### Directions:
Whenever the word "expected" appears in a line of the data below, copy that line.

————————

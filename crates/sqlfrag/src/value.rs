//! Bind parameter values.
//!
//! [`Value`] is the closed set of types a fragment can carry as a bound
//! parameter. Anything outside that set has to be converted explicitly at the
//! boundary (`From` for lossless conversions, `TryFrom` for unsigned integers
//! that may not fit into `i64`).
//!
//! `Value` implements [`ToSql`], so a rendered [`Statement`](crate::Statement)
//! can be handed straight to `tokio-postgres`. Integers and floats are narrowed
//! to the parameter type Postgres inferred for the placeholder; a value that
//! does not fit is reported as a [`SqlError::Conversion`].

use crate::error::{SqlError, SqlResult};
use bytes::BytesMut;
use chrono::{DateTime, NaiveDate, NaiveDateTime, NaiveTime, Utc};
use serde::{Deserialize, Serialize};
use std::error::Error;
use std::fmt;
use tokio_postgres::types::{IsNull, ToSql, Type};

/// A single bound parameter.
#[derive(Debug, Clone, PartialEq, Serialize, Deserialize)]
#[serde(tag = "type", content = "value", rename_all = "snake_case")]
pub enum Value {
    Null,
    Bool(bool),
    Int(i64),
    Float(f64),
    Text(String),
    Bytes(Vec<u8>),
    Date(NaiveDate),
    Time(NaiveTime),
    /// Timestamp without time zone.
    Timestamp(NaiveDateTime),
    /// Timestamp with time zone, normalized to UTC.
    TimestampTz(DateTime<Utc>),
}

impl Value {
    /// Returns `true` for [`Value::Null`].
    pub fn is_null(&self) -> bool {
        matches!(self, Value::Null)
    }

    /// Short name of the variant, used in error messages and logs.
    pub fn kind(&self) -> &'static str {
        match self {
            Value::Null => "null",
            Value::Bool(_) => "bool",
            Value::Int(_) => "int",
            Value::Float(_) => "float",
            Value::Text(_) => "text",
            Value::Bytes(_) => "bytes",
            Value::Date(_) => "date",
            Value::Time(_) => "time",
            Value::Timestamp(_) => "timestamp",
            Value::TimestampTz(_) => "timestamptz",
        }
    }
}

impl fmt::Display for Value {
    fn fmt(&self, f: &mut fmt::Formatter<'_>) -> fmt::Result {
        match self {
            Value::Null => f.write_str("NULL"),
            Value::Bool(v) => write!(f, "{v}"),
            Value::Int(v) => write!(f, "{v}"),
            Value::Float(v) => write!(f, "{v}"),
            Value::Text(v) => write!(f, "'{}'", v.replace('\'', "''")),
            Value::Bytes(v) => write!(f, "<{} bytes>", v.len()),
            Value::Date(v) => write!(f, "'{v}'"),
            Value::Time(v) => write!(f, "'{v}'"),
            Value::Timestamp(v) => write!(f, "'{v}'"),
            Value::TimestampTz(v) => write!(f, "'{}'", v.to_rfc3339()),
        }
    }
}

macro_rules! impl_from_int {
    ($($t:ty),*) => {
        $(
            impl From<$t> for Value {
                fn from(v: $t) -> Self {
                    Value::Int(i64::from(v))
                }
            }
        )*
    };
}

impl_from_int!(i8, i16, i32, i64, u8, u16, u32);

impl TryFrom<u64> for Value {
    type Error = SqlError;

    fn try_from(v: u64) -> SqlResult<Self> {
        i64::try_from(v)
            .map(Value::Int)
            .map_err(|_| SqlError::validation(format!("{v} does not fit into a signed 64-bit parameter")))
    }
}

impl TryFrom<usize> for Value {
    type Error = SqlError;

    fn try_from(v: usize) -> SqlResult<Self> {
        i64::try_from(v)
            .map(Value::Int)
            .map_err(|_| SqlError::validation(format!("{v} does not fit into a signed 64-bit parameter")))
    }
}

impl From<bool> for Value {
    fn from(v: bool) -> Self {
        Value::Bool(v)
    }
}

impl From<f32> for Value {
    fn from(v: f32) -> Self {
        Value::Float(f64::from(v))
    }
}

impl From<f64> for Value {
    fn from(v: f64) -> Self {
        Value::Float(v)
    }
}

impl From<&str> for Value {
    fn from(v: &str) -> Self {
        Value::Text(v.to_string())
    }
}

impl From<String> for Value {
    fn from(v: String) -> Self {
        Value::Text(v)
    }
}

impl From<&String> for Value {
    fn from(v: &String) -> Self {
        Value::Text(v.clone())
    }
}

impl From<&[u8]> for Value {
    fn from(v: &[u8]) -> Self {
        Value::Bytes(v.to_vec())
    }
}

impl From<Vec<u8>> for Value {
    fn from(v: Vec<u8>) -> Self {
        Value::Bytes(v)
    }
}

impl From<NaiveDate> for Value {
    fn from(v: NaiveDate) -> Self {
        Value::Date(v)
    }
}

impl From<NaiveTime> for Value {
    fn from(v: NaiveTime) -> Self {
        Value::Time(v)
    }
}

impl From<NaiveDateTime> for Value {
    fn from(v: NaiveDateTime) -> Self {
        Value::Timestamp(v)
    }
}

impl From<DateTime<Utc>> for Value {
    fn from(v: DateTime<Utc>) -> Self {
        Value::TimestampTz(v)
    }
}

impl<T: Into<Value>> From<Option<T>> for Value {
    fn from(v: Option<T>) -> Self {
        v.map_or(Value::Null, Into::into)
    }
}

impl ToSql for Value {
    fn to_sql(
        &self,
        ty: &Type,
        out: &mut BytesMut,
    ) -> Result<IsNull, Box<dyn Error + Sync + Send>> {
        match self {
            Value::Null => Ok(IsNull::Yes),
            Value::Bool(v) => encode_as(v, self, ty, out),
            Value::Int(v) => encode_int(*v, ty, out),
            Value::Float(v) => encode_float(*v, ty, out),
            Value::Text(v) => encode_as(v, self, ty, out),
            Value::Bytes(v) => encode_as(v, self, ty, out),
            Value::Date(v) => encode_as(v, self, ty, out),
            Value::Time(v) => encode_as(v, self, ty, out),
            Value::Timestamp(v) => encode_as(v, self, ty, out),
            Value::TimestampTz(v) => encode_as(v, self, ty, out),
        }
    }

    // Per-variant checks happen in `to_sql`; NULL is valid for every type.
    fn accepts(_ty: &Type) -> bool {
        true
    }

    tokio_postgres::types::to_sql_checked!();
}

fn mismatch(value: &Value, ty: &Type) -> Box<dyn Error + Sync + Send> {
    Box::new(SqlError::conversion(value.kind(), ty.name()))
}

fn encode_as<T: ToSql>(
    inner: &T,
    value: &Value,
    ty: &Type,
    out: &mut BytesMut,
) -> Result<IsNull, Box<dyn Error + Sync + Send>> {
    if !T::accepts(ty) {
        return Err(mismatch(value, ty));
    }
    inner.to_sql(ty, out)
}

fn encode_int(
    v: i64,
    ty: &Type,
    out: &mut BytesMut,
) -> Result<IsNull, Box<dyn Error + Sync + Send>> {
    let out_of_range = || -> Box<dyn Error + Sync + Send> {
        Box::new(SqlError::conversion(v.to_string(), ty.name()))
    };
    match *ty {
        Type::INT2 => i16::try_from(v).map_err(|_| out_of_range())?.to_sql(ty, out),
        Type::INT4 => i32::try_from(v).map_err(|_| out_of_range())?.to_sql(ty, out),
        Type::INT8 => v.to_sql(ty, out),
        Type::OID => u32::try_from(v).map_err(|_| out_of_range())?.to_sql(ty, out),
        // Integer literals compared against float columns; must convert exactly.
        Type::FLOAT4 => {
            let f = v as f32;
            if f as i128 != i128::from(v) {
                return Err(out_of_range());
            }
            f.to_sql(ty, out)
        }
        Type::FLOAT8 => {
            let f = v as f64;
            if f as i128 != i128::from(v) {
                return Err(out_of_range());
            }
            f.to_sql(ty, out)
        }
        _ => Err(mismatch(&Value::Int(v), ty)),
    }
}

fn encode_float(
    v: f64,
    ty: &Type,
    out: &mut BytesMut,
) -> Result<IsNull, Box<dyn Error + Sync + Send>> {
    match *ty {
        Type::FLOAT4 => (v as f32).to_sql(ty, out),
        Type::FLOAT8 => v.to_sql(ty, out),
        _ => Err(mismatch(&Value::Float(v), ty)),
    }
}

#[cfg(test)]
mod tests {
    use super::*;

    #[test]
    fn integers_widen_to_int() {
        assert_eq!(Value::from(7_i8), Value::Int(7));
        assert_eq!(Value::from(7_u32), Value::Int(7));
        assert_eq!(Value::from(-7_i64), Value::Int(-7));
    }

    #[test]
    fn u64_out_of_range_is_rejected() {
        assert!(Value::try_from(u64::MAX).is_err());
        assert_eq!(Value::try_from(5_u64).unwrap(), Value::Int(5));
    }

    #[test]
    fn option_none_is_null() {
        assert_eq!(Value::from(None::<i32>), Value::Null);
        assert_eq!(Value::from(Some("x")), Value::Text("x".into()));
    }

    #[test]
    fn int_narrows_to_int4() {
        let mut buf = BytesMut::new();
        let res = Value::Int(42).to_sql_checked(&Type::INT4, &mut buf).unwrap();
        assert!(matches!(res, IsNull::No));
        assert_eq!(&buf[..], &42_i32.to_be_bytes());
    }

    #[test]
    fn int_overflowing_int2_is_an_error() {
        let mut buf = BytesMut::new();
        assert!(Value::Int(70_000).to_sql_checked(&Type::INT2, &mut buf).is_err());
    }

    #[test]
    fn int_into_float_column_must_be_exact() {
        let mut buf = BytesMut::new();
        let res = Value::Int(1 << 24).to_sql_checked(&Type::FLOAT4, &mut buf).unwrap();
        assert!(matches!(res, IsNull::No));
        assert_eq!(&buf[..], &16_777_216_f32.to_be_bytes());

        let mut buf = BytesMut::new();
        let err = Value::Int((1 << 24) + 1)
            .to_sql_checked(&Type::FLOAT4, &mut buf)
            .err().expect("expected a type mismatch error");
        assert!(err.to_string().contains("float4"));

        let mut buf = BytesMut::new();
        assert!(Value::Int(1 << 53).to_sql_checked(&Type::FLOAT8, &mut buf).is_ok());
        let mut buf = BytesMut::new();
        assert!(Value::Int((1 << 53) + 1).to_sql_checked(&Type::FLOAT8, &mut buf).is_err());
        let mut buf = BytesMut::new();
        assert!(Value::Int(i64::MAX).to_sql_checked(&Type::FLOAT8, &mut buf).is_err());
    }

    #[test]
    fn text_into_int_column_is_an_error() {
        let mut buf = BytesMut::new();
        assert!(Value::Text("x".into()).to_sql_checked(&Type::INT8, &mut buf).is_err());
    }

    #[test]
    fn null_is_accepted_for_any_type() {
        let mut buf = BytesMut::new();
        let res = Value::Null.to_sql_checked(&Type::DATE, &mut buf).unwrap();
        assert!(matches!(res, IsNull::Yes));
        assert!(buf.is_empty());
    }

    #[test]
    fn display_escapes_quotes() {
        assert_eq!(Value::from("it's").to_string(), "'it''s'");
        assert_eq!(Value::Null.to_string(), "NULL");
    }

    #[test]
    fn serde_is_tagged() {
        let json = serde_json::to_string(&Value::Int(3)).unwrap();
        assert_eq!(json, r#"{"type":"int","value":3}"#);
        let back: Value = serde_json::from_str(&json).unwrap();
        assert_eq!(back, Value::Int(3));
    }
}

————————

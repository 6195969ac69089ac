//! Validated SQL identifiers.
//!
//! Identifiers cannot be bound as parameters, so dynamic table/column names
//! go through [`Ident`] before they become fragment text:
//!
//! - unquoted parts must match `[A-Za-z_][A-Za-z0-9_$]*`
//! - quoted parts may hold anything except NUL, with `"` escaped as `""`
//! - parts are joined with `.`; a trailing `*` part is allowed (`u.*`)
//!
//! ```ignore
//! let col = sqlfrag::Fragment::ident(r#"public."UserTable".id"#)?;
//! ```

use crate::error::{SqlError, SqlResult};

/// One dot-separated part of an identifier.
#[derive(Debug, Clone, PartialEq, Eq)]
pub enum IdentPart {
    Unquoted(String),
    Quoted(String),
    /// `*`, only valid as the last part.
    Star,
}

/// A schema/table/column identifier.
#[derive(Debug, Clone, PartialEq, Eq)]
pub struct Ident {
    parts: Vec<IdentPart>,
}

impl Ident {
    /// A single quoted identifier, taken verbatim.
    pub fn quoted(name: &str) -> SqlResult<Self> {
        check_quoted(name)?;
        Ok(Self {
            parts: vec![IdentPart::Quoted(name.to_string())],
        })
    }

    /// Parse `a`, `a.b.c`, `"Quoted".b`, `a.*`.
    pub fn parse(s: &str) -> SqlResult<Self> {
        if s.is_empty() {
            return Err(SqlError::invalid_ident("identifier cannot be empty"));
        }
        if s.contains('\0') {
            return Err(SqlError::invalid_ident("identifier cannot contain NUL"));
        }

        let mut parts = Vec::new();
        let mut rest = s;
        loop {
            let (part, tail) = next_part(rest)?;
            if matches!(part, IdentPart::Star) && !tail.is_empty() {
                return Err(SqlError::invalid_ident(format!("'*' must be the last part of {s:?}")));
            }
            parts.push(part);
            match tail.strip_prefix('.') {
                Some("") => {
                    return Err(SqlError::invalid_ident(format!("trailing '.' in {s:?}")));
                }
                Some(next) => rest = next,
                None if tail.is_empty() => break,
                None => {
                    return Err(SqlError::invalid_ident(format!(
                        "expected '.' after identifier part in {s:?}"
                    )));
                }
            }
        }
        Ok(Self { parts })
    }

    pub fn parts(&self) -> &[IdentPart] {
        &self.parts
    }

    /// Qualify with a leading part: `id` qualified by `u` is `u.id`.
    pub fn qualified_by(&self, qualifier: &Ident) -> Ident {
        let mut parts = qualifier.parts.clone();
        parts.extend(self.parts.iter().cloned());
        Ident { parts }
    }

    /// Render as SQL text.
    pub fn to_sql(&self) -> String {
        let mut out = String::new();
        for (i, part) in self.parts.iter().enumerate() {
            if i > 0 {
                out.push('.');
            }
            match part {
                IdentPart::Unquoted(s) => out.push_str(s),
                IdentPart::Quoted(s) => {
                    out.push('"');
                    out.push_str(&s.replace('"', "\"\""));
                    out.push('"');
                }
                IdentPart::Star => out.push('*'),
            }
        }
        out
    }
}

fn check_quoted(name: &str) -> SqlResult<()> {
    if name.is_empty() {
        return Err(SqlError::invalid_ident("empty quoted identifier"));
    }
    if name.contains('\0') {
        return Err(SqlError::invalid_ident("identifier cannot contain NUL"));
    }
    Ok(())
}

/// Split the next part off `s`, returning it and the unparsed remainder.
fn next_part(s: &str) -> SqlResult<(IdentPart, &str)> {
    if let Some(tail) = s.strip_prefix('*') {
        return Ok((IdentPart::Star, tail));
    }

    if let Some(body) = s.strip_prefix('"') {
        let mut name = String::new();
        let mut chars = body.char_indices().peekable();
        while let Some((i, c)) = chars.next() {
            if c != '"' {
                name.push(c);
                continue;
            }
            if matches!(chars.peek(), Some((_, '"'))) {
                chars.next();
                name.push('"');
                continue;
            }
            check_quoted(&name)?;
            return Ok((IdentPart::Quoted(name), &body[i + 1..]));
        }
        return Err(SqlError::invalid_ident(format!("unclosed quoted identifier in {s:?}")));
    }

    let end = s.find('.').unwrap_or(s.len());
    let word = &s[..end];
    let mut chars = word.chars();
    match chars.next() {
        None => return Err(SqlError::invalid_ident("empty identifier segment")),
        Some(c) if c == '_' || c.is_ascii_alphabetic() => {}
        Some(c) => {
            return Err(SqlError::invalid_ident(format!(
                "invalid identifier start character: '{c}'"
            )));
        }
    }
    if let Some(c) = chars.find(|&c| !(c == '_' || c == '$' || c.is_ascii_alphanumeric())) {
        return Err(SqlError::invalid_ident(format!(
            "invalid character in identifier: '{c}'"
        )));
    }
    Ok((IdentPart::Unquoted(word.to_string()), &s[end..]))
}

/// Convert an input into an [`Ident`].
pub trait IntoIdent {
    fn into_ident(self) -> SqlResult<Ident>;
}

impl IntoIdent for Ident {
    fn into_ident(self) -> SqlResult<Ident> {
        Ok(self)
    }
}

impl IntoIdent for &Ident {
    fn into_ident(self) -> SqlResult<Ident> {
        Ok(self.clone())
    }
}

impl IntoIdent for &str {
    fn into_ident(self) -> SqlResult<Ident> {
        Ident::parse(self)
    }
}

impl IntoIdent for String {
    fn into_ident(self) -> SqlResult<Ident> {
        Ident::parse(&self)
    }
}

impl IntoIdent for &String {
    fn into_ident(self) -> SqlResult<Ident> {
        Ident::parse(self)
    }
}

————————

### Output of the task:
            .err().expect("expected a type mismatch error");
                        "expected '.' after identifier part in {s:?}"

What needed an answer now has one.